[Saved data entries]
▼
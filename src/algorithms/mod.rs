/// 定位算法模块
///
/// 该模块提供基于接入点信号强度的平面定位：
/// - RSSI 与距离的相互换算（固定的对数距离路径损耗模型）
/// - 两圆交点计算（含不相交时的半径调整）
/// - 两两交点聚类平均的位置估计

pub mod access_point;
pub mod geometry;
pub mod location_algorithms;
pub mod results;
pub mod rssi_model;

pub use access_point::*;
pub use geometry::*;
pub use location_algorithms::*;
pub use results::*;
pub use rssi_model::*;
▲
▼
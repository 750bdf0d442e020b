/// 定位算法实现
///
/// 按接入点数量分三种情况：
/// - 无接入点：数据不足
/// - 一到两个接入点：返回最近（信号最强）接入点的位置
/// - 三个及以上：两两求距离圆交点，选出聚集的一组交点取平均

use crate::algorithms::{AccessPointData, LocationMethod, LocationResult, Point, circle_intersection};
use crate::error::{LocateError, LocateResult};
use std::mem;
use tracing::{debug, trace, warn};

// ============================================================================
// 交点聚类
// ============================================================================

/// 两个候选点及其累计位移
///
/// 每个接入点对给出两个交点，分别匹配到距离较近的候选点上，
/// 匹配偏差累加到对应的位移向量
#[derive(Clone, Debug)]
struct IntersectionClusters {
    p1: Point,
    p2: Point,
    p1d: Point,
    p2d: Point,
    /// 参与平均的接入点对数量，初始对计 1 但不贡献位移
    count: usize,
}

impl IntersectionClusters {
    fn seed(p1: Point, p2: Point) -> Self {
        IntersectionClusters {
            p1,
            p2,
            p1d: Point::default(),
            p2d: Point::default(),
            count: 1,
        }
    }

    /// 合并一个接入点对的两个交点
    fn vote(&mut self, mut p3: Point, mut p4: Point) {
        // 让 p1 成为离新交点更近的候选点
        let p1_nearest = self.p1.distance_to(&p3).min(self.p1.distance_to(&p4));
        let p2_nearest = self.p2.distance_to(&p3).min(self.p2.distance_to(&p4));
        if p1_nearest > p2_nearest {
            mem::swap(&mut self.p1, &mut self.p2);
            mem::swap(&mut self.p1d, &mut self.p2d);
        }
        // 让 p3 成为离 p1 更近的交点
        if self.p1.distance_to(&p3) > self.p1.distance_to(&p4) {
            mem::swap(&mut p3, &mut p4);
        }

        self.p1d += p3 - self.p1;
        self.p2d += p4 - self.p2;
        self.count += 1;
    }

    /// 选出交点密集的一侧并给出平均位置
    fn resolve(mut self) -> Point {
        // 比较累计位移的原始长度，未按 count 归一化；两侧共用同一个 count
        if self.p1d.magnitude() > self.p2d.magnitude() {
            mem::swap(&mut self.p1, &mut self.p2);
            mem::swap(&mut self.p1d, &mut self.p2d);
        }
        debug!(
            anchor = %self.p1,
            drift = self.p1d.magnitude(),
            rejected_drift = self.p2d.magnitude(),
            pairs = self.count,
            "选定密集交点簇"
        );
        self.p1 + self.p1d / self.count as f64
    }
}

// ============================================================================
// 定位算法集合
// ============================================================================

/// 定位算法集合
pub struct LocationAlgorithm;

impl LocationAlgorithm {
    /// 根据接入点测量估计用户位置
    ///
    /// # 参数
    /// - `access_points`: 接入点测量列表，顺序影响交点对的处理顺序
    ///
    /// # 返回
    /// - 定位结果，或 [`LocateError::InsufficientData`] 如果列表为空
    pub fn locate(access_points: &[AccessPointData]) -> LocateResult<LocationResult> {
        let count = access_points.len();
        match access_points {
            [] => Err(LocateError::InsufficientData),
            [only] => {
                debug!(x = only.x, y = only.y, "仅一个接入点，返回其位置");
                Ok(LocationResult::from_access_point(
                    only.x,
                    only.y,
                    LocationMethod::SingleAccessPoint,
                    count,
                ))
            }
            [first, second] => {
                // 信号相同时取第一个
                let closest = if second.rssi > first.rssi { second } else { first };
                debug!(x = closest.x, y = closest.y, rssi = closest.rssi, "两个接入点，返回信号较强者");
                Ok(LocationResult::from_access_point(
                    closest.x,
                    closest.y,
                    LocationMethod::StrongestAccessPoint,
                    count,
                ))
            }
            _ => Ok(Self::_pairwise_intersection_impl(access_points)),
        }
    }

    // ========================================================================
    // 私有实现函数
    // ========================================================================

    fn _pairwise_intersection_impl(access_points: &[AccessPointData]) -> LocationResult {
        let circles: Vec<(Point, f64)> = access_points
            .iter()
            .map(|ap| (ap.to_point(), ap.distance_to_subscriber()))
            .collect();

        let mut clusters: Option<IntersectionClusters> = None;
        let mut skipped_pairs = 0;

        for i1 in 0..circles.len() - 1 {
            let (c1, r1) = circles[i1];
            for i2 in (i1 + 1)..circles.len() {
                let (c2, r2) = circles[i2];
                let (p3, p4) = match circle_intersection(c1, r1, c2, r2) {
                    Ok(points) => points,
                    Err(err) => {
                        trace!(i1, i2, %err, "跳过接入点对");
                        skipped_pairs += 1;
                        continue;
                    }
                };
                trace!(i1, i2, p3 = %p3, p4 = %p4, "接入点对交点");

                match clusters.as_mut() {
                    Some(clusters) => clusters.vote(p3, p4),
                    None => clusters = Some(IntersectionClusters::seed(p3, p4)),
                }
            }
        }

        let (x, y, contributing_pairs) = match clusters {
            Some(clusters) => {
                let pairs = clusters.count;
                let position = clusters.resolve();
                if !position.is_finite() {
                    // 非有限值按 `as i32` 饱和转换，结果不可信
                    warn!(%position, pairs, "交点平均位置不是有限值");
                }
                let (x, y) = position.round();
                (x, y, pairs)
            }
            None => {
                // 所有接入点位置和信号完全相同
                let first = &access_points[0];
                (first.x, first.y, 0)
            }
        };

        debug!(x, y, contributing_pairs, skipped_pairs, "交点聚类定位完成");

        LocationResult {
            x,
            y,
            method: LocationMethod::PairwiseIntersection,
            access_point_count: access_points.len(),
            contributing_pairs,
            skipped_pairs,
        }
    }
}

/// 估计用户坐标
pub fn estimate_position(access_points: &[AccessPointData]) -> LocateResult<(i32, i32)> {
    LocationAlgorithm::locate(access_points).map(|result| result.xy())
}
▲
Exercise — In the data above, start at the line that has "filename src/algorithms/mod.rs", stop after the line that has "pub use rssi_model::*;", and print every line in between exactly as it stands.

Result of this task —
filename src/algorithms/mod.rs
/// 定位算法模块
///
/// 该模块提供基于接入点信号强度的平面定位：
/// - RSSI 与距离的相互换算（固定的对数距离路径损耗模型）
/// - 两圆交点计算（含不相交时的半径调整）
/// - 两两交点聚类平均的位置估计

pub mod access_point;
pub mod geometry;
pub mod location_algorithms;
pub mod results;
pub mod rssi_model;

pub use access_point::*;
pub use geometry::*;
pub use location_algorithms::*;
pub use results::*;
pub use rssi_model::*;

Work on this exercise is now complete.